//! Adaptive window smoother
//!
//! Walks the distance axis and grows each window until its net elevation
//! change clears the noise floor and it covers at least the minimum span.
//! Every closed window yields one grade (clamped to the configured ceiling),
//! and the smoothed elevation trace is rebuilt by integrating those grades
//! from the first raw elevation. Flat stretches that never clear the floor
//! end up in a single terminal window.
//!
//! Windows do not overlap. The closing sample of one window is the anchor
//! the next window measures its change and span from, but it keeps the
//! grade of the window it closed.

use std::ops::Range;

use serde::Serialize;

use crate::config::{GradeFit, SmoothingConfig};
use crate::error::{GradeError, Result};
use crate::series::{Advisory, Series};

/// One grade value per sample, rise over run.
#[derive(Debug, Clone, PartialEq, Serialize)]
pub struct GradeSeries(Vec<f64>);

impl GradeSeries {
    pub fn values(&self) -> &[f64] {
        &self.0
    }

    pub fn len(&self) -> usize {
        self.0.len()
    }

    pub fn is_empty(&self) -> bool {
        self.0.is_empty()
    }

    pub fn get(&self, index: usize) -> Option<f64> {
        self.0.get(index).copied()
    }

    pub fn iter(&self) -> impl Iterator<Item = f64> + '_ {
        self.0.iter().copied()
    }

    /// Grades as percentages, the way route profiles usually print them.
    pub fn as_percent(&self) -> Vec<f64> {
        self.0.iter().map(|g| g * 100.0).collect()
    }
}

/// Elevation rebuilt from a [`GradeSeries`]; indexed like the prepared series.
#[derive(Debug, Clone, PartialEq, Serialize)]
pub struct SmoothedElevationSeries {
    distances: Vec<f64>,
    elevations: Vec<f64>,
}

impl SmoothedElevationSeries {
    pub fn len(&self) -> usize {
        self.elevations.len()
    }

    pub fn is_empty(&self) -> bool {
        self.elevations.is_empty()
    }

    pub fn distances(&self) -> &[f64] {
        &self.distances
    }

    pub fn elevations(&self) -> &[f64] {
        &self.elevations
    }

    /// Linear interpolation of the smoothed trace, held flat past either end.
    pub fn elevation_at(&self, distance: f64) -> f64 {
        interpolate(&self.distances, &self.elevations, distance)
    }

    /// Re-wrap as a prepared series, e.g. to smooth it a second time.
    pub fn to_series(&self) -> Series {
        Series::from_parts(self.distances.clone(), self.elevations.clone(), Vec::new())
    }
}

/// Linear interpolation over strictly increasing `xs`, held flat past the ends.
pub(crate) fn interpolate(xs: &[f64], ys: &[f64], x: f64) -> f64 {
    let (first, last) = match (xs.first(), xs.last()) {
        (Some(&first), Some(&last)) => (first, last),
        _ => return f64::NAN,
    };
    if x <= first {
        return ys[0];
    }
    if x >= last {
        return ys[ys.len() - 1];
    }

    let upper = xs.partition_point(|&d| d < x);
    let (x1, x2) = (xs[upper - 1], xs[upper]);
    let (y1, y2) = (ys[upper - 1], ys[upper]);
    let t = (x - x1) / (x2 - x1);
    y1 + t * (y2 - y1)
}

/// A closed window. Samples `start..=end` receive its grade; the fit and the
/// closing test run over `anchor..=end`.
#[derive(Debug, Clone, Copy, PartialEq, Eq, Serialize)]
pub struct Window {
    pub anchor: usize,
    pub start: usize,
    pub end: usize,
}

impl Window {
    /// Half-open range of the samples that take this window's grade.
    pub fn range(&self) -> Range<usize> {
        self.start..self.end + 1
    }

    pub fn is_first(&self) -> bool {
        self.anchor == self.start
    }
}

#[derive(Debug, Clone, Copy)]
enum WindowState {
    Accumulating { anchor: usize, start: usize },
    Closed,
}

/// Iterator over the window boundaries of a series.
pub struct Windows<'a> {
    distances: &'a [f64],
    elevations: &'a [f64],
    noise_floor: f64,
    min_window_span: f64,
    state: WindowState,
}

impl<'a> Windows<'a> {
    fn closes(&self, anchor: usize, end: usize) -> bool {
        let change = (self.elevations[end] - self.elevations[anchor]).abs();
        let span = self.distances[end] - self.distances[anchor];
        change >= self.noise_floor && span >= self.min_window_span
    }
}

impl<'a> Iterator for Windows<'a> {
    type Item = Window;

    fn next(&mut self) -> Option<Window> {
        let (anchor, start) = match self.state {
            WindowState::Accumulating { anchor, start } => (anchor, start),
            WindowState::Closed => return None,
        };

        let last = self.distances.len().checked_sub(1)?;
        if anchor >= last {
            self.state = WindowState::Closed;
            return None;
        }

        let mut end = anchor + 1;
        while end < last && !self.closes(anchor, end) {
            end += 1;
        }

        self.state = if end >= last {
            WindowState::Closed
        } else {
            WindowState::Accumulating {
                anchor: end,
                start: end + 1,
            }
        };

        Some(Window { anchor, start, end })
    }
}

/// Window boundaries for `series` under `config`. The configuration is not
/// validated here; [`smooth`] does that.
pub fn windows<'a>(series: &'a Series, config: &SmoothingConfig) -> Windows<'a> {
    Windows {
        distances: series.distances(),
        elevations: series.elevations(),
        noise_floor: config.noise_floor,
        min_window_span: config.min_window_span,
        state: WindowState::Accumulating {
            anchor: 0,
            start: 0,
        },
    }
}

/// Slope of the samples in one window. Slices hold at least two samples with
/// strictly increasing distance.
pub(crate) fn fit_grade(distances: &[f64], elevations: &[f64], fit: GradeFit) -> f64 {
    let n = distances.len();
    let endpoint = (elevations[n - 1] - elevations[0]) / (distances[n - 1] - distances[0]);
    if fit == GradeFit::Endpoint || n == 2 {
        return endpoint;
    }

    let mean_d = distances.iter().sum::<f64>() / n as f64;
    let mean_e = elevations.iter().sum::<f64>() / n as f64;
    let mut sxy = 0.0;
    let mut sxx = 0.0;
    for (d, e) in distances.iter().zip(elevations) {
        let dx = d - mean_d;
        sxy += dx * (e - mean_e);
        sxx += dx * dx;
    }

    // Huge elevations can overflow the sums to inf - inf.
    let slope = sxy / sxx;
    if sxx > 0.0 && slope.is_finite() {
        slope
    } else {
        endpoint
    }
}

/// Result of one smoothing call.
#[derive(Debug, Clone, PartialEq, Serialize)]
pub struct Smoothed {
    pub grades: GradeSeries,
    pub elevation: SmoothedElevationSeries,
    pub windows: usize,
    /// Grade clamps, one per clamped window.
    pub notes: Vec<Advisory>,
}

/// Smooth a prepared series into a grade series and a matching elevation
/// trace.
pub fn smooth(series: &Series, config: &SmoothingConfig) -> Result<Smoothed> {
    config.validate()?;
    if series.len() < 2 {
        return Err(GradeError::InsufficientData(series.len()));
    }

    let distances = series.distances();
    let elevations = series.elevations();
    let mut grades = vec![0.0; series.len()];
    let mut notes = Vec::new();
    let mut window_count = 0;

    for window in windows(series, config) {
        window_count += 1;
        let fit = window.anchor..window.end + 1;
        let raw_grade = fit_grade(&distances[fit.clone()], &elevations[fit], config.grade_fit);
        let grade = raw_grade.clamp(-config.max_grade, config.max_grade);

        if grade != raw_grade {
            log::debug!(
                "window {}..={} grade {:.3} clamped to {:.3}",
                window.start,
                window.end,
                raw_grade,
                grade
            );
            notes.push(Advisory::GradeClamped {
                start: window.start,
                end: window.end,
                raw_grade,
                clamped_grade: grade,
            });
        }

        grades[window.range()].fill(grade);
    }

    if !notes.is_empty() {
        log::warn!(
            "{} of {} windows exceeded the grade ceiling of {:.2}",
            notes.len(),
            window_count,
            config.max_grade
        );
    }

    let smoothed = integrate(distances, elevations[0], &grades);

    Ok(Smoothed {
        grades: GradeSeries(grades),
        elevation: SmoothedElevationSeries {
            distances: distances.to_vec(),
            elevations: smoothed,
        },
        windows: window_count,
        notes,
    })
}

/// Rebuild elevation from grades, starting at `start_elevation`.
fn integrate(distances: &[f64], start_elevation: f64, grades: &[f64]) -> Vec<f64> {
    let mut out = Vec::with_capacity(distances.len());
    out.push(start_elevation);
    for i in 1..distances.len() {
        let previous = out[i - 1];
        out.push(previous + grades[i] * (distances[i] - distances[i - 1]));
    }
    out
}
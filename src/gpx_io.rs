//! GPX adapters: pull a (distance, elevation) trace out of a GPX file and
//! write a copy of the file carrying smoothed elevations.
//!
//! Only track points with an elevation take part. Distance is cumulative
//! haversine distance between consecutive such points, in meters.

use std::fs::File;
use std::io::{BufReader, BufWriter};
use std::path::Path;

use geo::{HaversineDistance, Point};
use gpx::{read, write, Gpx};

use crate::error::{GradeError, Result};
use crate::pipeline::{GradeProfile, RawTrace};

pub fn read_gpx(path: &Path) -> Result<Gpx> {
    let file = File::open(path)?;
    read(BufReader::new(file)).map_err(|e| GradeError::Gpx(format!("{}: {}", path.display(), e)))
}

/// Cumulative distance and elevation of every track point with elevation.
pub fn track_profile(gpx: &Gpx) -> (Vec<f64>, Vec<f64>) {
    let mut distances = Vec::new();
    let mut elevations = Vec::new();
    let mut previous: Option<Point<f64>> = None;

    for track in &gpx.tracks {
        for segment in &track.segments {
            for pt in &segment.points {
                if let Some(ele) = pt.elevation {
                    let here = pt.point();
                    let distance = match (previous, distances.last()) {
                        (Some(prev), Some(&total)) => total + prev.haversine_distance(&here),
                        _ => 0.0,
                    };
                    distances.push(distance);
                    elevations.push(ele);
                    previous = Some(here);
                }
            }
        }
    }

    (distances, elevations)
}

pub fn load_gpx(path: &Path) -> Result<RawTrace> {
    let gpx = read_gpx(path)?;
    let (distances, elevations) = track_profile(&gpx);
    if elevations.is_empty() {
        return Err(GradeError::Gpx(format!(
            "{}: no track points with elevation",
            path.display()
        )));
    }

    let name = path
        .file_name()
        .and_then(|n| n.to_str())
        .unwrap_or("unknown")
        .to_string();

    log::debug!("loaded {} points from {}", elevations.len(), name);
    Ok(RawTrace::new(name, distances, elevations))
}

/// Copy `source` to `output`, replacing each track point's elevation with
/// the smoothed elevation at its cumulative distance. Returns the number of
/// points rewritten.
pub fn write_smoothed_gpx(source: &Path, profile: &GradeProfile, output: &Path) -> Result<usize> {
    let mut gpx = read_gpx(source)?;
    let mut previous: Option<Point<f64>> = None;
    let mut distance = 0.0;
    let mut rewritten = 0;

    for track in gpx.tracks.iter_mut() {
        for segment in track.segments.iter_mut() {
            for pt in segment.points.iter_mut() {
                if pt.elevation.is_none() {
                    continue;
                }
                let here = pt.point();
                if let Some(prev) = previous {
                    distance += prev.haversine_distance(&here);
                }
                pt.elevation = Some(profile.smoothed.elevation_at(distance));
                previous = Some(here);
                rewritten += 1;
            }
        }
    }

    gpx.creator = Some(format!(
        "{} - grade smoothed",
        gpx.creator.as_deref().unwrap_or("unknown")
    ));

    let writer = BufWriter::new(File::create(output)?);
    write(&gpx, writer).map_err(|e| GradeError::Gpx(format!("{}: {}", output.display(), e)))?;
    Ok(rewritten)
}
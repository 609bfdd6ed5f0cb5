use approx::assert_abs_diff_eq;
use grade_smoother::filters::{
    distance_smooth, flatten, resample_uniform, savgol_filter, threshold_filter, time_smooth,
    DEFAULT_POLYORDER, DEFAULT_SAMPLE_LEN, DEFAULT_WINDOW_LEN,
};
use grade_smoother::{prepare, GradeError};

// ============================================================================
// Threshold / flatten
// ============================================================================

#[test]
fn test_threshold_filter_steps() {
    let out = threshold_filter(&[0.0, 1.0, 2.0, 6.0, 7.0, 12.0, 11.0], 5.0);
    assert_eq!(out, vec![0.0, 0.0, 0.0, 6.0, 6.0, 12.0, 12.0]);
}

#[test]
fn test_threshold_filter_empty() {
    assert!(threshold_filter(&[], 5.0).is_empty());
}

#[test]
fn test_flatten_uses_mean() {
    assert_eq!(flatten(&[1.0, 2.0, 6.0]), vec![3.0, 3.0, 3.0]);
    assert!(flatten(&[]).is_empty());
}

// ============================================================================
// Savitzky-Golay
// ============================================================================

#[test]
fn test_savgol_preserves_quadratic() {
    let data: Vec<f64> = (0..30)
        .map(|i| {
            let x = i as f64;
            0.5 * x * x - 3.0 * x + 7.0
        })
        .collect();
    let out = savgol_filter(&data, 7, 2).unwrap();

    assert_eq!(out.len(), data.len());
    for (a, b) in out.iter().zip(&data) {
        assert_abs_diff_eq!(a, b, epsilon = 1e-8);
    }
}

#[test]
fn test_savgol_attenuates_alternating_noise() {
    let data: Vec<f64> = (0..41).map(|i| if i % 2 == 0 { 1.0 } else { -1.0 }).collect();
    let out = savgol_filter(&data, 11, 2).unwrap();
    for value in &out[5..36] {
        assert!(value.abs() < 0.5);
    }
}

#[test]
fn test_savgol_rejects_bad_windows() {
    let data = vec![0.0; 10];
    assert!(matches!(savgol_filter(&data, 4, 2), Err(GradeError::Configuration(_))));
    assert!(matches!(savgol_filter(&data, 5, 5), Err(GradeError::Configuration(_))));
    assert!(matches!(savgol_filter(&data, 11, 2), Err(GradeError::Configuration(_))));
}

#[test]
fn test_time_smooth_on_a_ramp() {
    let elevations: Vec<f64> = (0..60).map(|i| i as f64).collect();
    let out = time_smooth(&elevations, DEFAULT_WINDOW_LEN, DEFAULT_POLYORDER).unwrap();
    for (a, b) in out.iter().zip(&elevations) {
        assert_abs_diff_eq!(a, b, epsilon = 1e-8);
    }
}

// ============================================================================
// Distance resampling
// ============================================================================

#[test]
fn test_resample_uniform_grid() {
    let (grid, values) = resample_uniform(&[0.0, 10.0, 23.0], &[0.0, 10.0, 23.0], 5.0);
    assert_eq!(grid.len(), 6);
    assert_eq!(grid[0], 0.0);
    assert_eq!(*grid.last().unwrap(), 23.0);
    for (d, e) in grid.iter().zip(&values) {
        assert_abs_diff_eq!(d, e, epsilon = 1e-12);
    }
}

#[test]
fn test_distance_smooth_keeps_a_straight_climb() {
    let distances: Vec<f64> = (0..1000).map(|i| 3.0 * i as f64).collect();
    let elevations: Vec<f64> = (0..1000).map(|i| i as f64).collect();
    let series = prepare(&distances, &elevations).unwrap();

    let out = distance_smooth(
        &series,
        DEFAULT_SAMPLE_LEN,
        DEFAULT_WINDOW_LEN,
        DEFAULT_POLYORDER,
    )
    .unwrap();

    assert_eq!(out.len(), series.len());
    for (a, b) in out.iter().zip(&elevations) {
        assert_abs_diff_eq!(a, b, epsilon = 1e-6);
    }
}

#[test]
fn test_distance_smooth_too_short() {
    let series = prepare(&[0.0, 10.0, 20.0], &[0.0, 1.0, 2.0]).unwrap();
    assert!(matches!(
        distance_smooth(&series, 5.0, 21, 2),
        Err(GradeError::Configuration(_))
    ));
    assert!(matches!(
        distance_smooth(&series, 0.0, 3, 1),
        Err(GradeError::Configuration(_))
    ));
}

********

Task statement >> Go through the entries above and copy out every line that includes the word "Linear".

Solution below >>
    /// Linear interpolation of the smoothed trace, held flat past either end.
/// Linear interpolation over strictly increasing `xs`, held flat past the ends.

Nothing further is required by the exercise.